//! Element stage, selectors and the JSON choreography document.

pub mod choreography;
pub(crate) mod document;
pub mod selector;
pub mod stage;
use crate::{
    foundation::core::{Property, VisualState},
    scene::selector::Selector,
};

/// Weak, generational reference to an element on the [`Stage`].
///
/// A handle outlives the element it points to; lookups through a stale handle miss
/// instead of aliasing whatever reuses the slot.
#[derive(
    Clone, Copy, Debug, PartialEq, Eq, PartialOrd, Ord, Hash, serde::Serialize, serde::Deserialize,
)]
pub struct ElementHandle {
    index: u32,
    generation: u32,
}

/// Host-supplied description of an element.
#[derive(Clone, Debug, PartialEq, serde::Serialize, serde::Deserialize)]
pub struct ElementSpec {
    pub id: String,
    #[serde(default)]
    pub classes: Vec<String>,
    /// Top edge in document pixels, before pin spacing.
    #[serde(default)]
    pub top: f64,
    #[serde(default)]
    pub height: f64,
    /// State restored on leave-back and teardown.
    #[serde(default)]
    pub rest: VisualState,
}

impl ElementSpec {
    pub fn new(id: impl Into<String>) -> Self {
        Self {
            id: id.into(),
            classes: Vec::new(),
            top: 0.0,
            height: 0.0,
            rest: VisualState::REST,
        }
    }

    pub fn class(mut self, class: impl Into<String>) -> Self {
        self.classes.push(class.into());
        self
    }

    pub fn geometry(mut self, top: f64, height: f64) -> Self {
        self.top = top;
        self.height = height;
        self
    }

    pub fn rest(mut self, rest: VisualState) -> Self {
        self.rest = rest;
        self
    }
}

/// A live element: its spec plus the current visual state.
#[derive(Clone, Debug, PartialEq)]
pub struct Element {
    pub spec: ElementSpec,
    pub state: VisualState,
}

#[derive(Clone, Debug, Default)]
struct Slot {
    generation: u32,
    element: Option<Element>,
}

/// Element store owned by the engine. Timelines and regions only hold handles.
#[derive(Clone, Debug, Default)]
pub struct Stage {
    slots: Vec<Slot>,
    free: Vec<u32>,
}

impl Stage {
    pub fn new() -> Self {
        Self::default()
    }

    pub fn insert(&mut self, spec: ElementSpec) -> ElementHandle {
        let element = Element {
            state: spec.rest,
            spec,
        };
        if let Some(index) = self.free.pop() {
            let slot = &mut self.slots[index as usize];
            slot.element = Some(element);
            return ElementHandle {
                index,
                generation: slot.generation,
            };
        }
        let index = u32::try_from(self.slots.len()).unwrap_or(u32::MAX);
        self.slots.push(Slot {
            generation: 0,
            element: Some(element),
        });
        ElementHandle {
            index,
            generation: 0,
        }
    }

    pub fn remove(&mut self, handle: ElementHandle) -> Option<Element> {
        let slot = self.slot_mut(handle)?;
        let element = slot.element.take()?;
        slot.generation = slot.generation.wrapping_add(1);
        self.free.push(handle.index);
        Some(element)
    }

    pub fn contains(&self, handle: ElementHandle) -> bool {
        self.get(handle).is_some()
    }

    pub fn get(&self, handle: ElementHandle) -> Option<&Element> {
        let slot = self.slots.get(handle.index as usize)?;
        if slot.generation != handle.generation {
            return None;
        }
        slot.element.as_ref()
    }

    fn slot_mut(&mut self, handle: ElementHandle) -> Option<&mut Slot> {
        let slot = self.slots.get_mut(handle.index as usize)?;
        (slot.generation == handle.generation).then_some(slot)
    }

    fn get_mut(&mut self, handle: ElementHandle) -> Option<&mut Element> {
        self.slot_mut(handle)?.element.as_mut()
    }

    pub fn len(&self) -> usize {
        self.slots.iter().filter(|s| s.element.is_some()).count()
    }

    pub fn is_empty(&self) -> bool {
        self.len() == 0
    }

    pub fn iter(&self) -> impl Iterator<Item = (ElementHandle, &Element)> {
        self.slots.iter().enumerate().filter_map(|(i, slot)| {
            let element = slot.element.as_ref()?;
            Some((
                ElementHandle {
                    index: i as u32,
                    generation: slot.generation,
                },
                element,
            ))
        })
    }

    /// Resolve a selector into handles, in slot order.
    pub fn resolve(&self, selector: &Selector) -> Vec<ElementHandle> {
        self.iter()
            .filter(|(_, el)| selector.matches(&el.spec.id, &el.spec.classes))
            .map(|(h, _)| h)
            .collect()
    }

    pub fn find_by_id(&self, id: &str) -> Option<ElementHandle> {
        self.iter().find(|(_, el)| el.spec.id == id).map(|(h, _)| h)
    }

    /// Update layout geometry; returns `false` for a stale handle.
    pub fn set_geometry(&mut self, handle: ElementHandle, top: f64, height: f64) -> bool {
        match self.get_mut(handle) {
            Some(el) => {
                el.spec.top = top;
                el.spec.height = height;
                true
            }
            None => false,
        }
    }

    pub fn state(&self, handle: ElementHandle) -> Option<VisualState> {
        self.get(handle).map(|el| el.state)
    }

    /// Write one property; returns `false` for a stale handle.
    pub fn write(&mut self, handle: ElementHandle, property: Property, value: f64) -> bool {
        match self.get_mut(handle) {
            Some(el) => {
                el.state.set(property, value);
                true
            }
            None => false,
        }
    }

    /// Restore one property to the element's rest value; returns `false` for a stale handle.
    pub fn reset_property(&mut self, handle: ElementHandle, property: Property) -> bool {
        match self.get_mut(handle) {
            Some(el) => {
                el.state.set(property, el.spec.rest.get(property));
                true
            }
            None => false,
        }
    }

    /// Restore the element's rest state; returns `false` for a stale handle.
    pub fn reset(&mut self, handle: ElementHandle) -> bool {
        match self.get_mut(handle) {
            Some(el) => {
                el.state = el.spec.rest;
                true
            }
            None => false,
        }
    }
}

#[cfg(test)]
#[path = "../../tests/unit/scene/stage.rs"]
mod tests;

.....

> [Requirement]:
When a line in the material above holds the word "String", copy that line.

> [Response below]:
    pub id: String,
    pub classes: Vec<String>,
    pub fn new(id: impl Into<String>) -> Self {
    pub fn class(mut self, class: impl Into<String>) -> Self {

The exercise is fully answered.